Après avoir passé un moment avec Audrey Millet et Abdoul, on se pose évidemment une seule question : Que faire ? Pour la directrice de Fairtrade Lëtzebuerg, « le consommateur doit prendre conscience que derrière chaque produit, il y a des humains qui ont participé à sa fabrication, et qu’ils méritent un travail juste, une rémunération équitable et le respect. En donnant plus de valeur aux produits qu’on consomme ainsi qu’à ceux et celles qui les fabriquent, on payera le prix juste. » Selon Geneviève, c’est la course au toujours moins cher et toujours plus rapide qui engendre ces problématiques « de trafic d’êtres humains, de violation des droits environnementaux et des droits sociaux ».

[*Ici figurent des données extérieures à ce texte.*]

async fn save_profile(
    State(state): State<AppState>,
    Path(user): Path<String>,
    Json(form): Json<ProfileForm>,
) -> Result<(StatusCode, Json<PersonalProfile>), ApiError> {
    let profile = state.service().save_info(&user, &form)?;
    Ok((StatusCode::CREATED, Json(profile)))
}

async fn add_intake(
    State(state): State<AppState>,
    Path(user): Path<String>,
    Json(req): Json<AddIntakeRequest>,
) -> Result<Json<AddFoodReport>, ApiError> {
    if req.quantity == 0 || req.quantity > MAX_QUANTITY {
        return Err(ApiError::BadRequest(format!(
            "quantity must be between 1 and {MAX_QUANTITY}"
        )));
    }
    let report = state.service().add_food(&user, &req.food, req.quantity)?;
    Ok(Json(report))
}

async fn get_chart(
    State(state): State<AppState>,
    Path(user): Path<String>,
) -> Result<Json<RollingChart>, ApiError> {
    let user = validate_user_id(&user)?;
    let chart = state
        .service()
        .build_rolling_chart(&user)
        .context("database error")?;
    Ok(Json(chart))
}

fn build_router(state: AppState) -> Router {
    Router::new()
        .route("/api/foods", get(list_foods).post(create_food))
        .route("/api/users/{user}", get(get_user))
        .route(
            "/api/users/{user}/profile",
            get(get_profile).post(save_profile),
        )
        .route("/api/users/{user}/intake", post(add_intake))
        .route("/api/users/{user}/chart", get(get_chart))
        .route_layer(middleware::from_fn_with_state(state.clone(), require_auth))
        .layer(RequestBodyLimitLayer::new(BODY_LIMIT))
        .layer(middleware::from_fn(security_headers))
        .with_state(state)
}

// --- Server startup ---

/// First and last four characters of the key, or `****` when the key is too
/// short to show any of it.
fn key_preview(key: &str) -> String {
    let chars: Vec<char> = key.chars().collect();
    if chars.len() < 8 {
        return "****".to_string();
    }
    let head: String = chars[..4].iter().collect();
    let tail: String = chars[chars.len() - 4..].iter().collect();
    format!("{head}...{tail}")
}

pub async fn start_server(
    service: HealthService,
    port: u16,
    bind: &str,
    api_key: Option<String>,
    new_api_key: bool,
) -> anyhow::Result<()> {
    let state = AppState {
        service: Arc::new(Mutex::new(service)),
        api_key: api_key.clone(),
    };

    let app = build_router(state);

    if let Some(ref key) = api_key {
        if new_api_key {
            eprintln!("Generated new API key: {key}");
            eprintln!("Include in requests: Authorization: Bearer {key}");
        } else {
            eprintln!(
                "API key: {} (see api_key file in data directory)",
                key_preview(key)
            );
        }
    } else {
        eprintln!("Warning: Authentication disabled (--no-auth). API is open to anyone.");
    }

    if bind != "127.0.0.1" && bind != "localhost" && api_key.is_none() {
        eprintln!(
            "Warning: Listening on {bind} with no authentication. Any device on your network can access this API."
        );
    }

    let listener = tokio::net::TcpListener::bind(format!("{bind}:{port}"))
        .await
        .with_context(|| format!("failed to bind {bind}:{port}"))?;
    info!(%bind, port, "server listening");
    eprintln!("Listening on http://{bind}:{port}");
    axum::serve(listener, app).await?;

    Ok(())
}

#[cfg(test)]
mod tests {
    use super::*;
    use axum::body::Body;
    use http_body_util::BodyExt;
    use tower::ServiceExt;

    fn test_state(api_key: Option<String>) -> AppState {
        AppState {
            service: Arc::new(Mutex::new(HealthService::new_in_memory().unwrap())),
            api_key,
        }
    }

    fn test_app(api_key: Option<String>) -> Router {
        build_router(test_state(api_key))
    }

    fn post_json(uri: &str, body: &serde_json::Value) -> axum::http::Request<Body> {
        axum::http::Request::post(uri)
            .header("content-type", "application/json")
            .body(Body::from(body.to_string()))
            .unwrap()
    }

    fn get_req(uri: &str) -> axum::http::Request<Body> {
        axum::http::Request::get(uri).body(Body::empty()).unwrap()
    }

    async fn body_json(response: Response) -> serde_json::Value {
        let body = response.into_body().collect().await.unwrap().to_bytes();
        serde_json::from_slice(&body).unwrap()
    }

    fn valid_form() -> serde_json::Value {
        serde_json::json!({
            "sex": "female",
            "birth_date": "1990-04-12",
            "height": 165,
            "weight": 60,
            "activity_level": "moderate"
        })
    }

    #[tokio::test]
    async fn auth_missing_key_returns_401() {
        let app = test_app(Some("test-key-abc123".to_string()));

        let response = app.oneshot(get_req("/api/foods")).await.unwrap();

        assert_eq!(response.status(), StatusCode::UNAUTHORIZED);
        let json = body_json(response).await;
        assert_eq!(json["error"], "Invalid or missing API key");
    }

    #[tokio::test]
    async fn auth_wrong_key_returns_401() {
        let app = test_app(Some("test-key-abc123".to_string()));

        let response = app
            .oneshot(
                axum::http::Request::get("/api/foods")
                    .header("Authorization", "Bearer wrong-key")
                    .body(Body::empty())
                    .unwrap(),
            )
            .await
            .unwrap();

        assert_eq!(response.status(), StatusCode::UNAUTHORIZED);
    }

    #[tokio::test]
    async fn auth_correct_key_succeeds() {
        let app = test_app(Some("test-key-abc123".to_string()));

        let response = app
            .oneshot(
                axum::http::Request::get("/api/foods")
                    .header("Authorization", "Bearer test-key-abc123")
                    .body(Body::empty())
                    .unwrap(),
            )
            .await
            .unwrap();

        assert_eq!(response.status(), StatusCode::OK);
    }

    #[tokio::test]
    async fn security_headers_present() {
        let app = test_app(None);

        let response = app.oneshot(get_req("/api/foods")).await.unwrap();

        assert_eq!(
            response.headers().get("x-content-type-options").unwrap(),
            "nosniff"
        );
        assert_eq!(response.headers().get("x-frame-options").unwrap(), "DENY");
        assert_eq!(
            response.headers().get("content-security-policy").unwrap(),
            "default-src 'none'"
        );
    }

    #[tokio::test]
    async fn create_food_then_list() {
        let app = test_app(None);

        let response = app
            .clone()
            .oneshot(post_json(
                "/api/foods",
                &serde_json::json!({ "name": "Oatmeal", "calories": 150 }),
            ))
            .await
            .unwrap();
        assert_eq!(response.status(), StatusCode::CREATED);
        let json = body_json(response).await;
        assert_eq!(json["food_name"], "Oatmeal");

        let response = app.oneshot(get_req("/api/foods")).await.unwrap();
        assert_eq!(response.status(), StatusCode::OK);
        let json = body_json(response).await;
        assert_eq!(json, serde_json::json!(["Oatmeal"]));
    }

    #[tokio::test]
    async fn create_food_negative_calories_returns_400() {
        let app = test_app(None);

        let response = app
            .oneshot(post_json(
                "/api/foods",
                &serde_json::json!({ "name": "Void", "calories": -5 }),
            ))
            .await
            .unwrap();
        assert_eq!(response.status(), StatusCode::BAD_REQUEST);
    }

    #[tokio::test]
    async fn profile_missing_returns_404() {
        let app = test_app(None);

        let response = app.oneshot(get_req("/api/users/ann/profile")).await.unwrap();
        assert_eq!(response.status(), StatusCode::NOT_FOUND);
    }

    #[tokio::test]
    async fn save_profile_then_fetch() {
        let app = test_app(None);

        let response = app
            .clone()
            .oneshot(post_json("/api/users/ann/profile", &valid_form()))
            .await
            .unwrap();
        assert_eq!(response.status(), StatusCode::CREATED);
        let saved = body_json(response).await;
        assert_eq!(saved["bmi"], 22.04);
        assert_eq!(saved["activity_level"], "moderate");

        let response = app.oneshot(get_req("/api/users/ann/profile")).await.unwrap();
        assert_eq!(response.status(), StatusCode::OK);
        let view = body_json(response).await;
        assert_eq!(view["height"], 165.0);
        assert_eq!(view["profile"]["user_id"], "ann");
    }

    #[tokio::test]
    async fn save_profile_invalid_sex_returns_400() {
        let app = test_app(None);
        let mut form = valid_form();
        form["sex"] = serde_json::json!("robot");

        let response = app
            .clone()
            .oneshot(post_json("/api/users/ann/profile", &form))
            .await
            .unwrap();
        assert_eq!(response.status(), StatusCode::BAD_REQUEST);
        let json = body_json(response).await;
        assert!(json["error"].as_str().unwrap().contains("robot"));

        let response = app.oneshot(get_req("/api/users/ann/profile")).await.unwrap();
        assert_eq!(response.status(), StatusCode::NOT_FOUND);
    }

    #[tokio::test]
    async fn login_view_for_unknown_user_has_defaults() {
        let app = test_app(None);

        let response = app.oneshot(get_req("/api/users/newbie")).await.unwrap();
        assert_eq!(response.status(), StatusCode::OK);
        let json = body_json(response).await;
        assert!(json["profile"].is_null());
        assert_eq!(json["form"]["sex"], "male");
        assert_eq!(json["form"]["activity_level"], "sedentary");
        assert_eq!(json["chart"]["days"].as_array().unwrap().len(), 7);
    }

    #[tokio::test]
    async fn add_intake_known_and_unknown_food() {
        let app = test_app(None);
        app.clone()
            .oneshot(post_json(
                "/api/foods",
                &serde_json::json!({ "name": "Apple", "calories": 95 }),
            ))
            .await
            .unwrap();

        let response = app
            .clone()
            .oneshot(post_json(
                "/api/users/ann/intake",
                &serde_json::json!({ "food": "Apple", "quantity": 2 }),
            ))
            .await
            .unwrap();
        assert_eq!(response.status(), StatusCode::OK);
        let json = body_json(response).await;
        assert_eq!(json["success"], true);
        assert_eq!(json["outcomes"].as_array().unwrap().len(), 2);

        let response = app
            .clone()
            .oneshot(post_json(
                "/api/users/ann/intake",
                &serde_json::json!({ "food": "Dragonfruit" }),
            ))
            .await
            .unwrap();
        assert_eq!(response.status(), StatusCode::OK);
        let json = body_json(response).await;
        assert_eq!(json["success"], false);
        assert_eq!(json["outcomes"][0]["message"], "Food 'Dragonfruit' not found!");

        let response = app.oneshot(get_req("/api/users/ann/chart")).await.unwrap();
        let chart = body_json(response).await;
        assert_eq!(chart["days"][6]["intake"], 190.0);
        assert_eq!(chart["days"][6]["status"], "met");
    }

    #[tokio::test]
    async fn add_intake_quantity_out_of_range_returns_400() {
        let app = test_app(None);

        for quantity in [0, 101] {
            let response = app
                .clone()
                .oneshot(post_json(
                    "/api/users/ann/intake",
                    &serde_json::json!({ "food": "Apple", "quantity": quantity }),
                ))
                .await
                .unwrap();
            assert_eq!(response.status(), StatusCode::BAD_REQUEST);
        }
    }

    #[tokio::test]
    async fn chart_for_empty_user_has_seven_days() {
        let app = test_app(None);

        let response = app.oneshot(get_req("/api/users/ann/chart")).await.unwrap();
        assert_eq!(response.status(), StatusCode::OK);
        let body = response.into_body().collect().await.unwrap().to_bytes();
        let text = String::from_utf8(body.to_vec()).unwrap();
        assert!(text.contains(r#""intake":0.0"#));
        assert!(!text.contains("-0.0"));

        let json: serde_json::Value = serde_json::from_str(&text).unwrap();
        let days = json["days"].as_array().unwrap();
        assert_eq!(days.len(), 7);
        assert!(days.iter().all(|d| d["intake"] == 0.0));
        assert!(days.iter().all(|d| d["tdee"] == 0.0 && d["status"] == "met"));
    }

    #[tokio::test]
    async fn chart_trims_padded_user_name() {
        let state = test_state(None);
        state.service().add_catalog_food("Egg", 78.0).unwrap();
        state.service().add_food("ann", "Egg", 2).unwrap();
        let app = build_router(state);

        let response = app
            .oneshot(get_req("/api/users/%20ann%20/chart"))
            .await
            .unwrap();
        assert_eq!(response.status(), StatusCode::OK);
        let json = body_json(response).await;
        assert_eq!(json["user"], "ann");
        assert_eq!(json["days"][6]["intake"], 156.0);
    }

    #[test]
    fn key_preview_shows_ends_of_long_keys() {
        assert_eq!(key_preview("0123456789abcdef"), "0123...cdef");
        assert_eq!(key_preview("abcdefgh"), "abcd...efgh");
    }

    #[test]
    fn key_preview_masks_short_keys() {
        assert_eq!(key_preview(""), "****");
        assert_eq!(key_preview("abc"), "****");
        assert_eq!(key_preview("abcdefg"), "****");
    }

    #[test]
    fn key_preview_handles_multibyte_keys() {
        assert_eq!(key_preview("ключ-секрет"), "ключ...крет");
        assert_eq!(key_preview("é1234567"), "é123...4567");
    }
}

Plus virulente, Audrey Millet dénonce les grandes marques de mode, de luxe en particulier, qui ferment les yeux sur les activités illicites et inhumaines de leurs sous-traitants, dont ils ont pourtant bien connaissance. Elle considère que « le problème est politique ». L’historienne en appelle aux États, qui doivent jouer leur rôle en matière de contrôle et de réglementation. Elle estime que « la mode met des gens en esclavage, ces produits ne devraient pas pouvoir arriver chez nous, ça devrait être interdit ! » Financée pour étudier le made in Italy, Audrey raconte avoir déposé un dossier identique pour obtenir une bourse de recherche sur le made in France. Dossier pour lequel elle a obtenu « la pire note de sa vie ». Elle affirme : « Cela veut dire qu’il y a encore des choses auxquelles on n’a pas le droit de toucher. » Son combat est donc loin d’être fini.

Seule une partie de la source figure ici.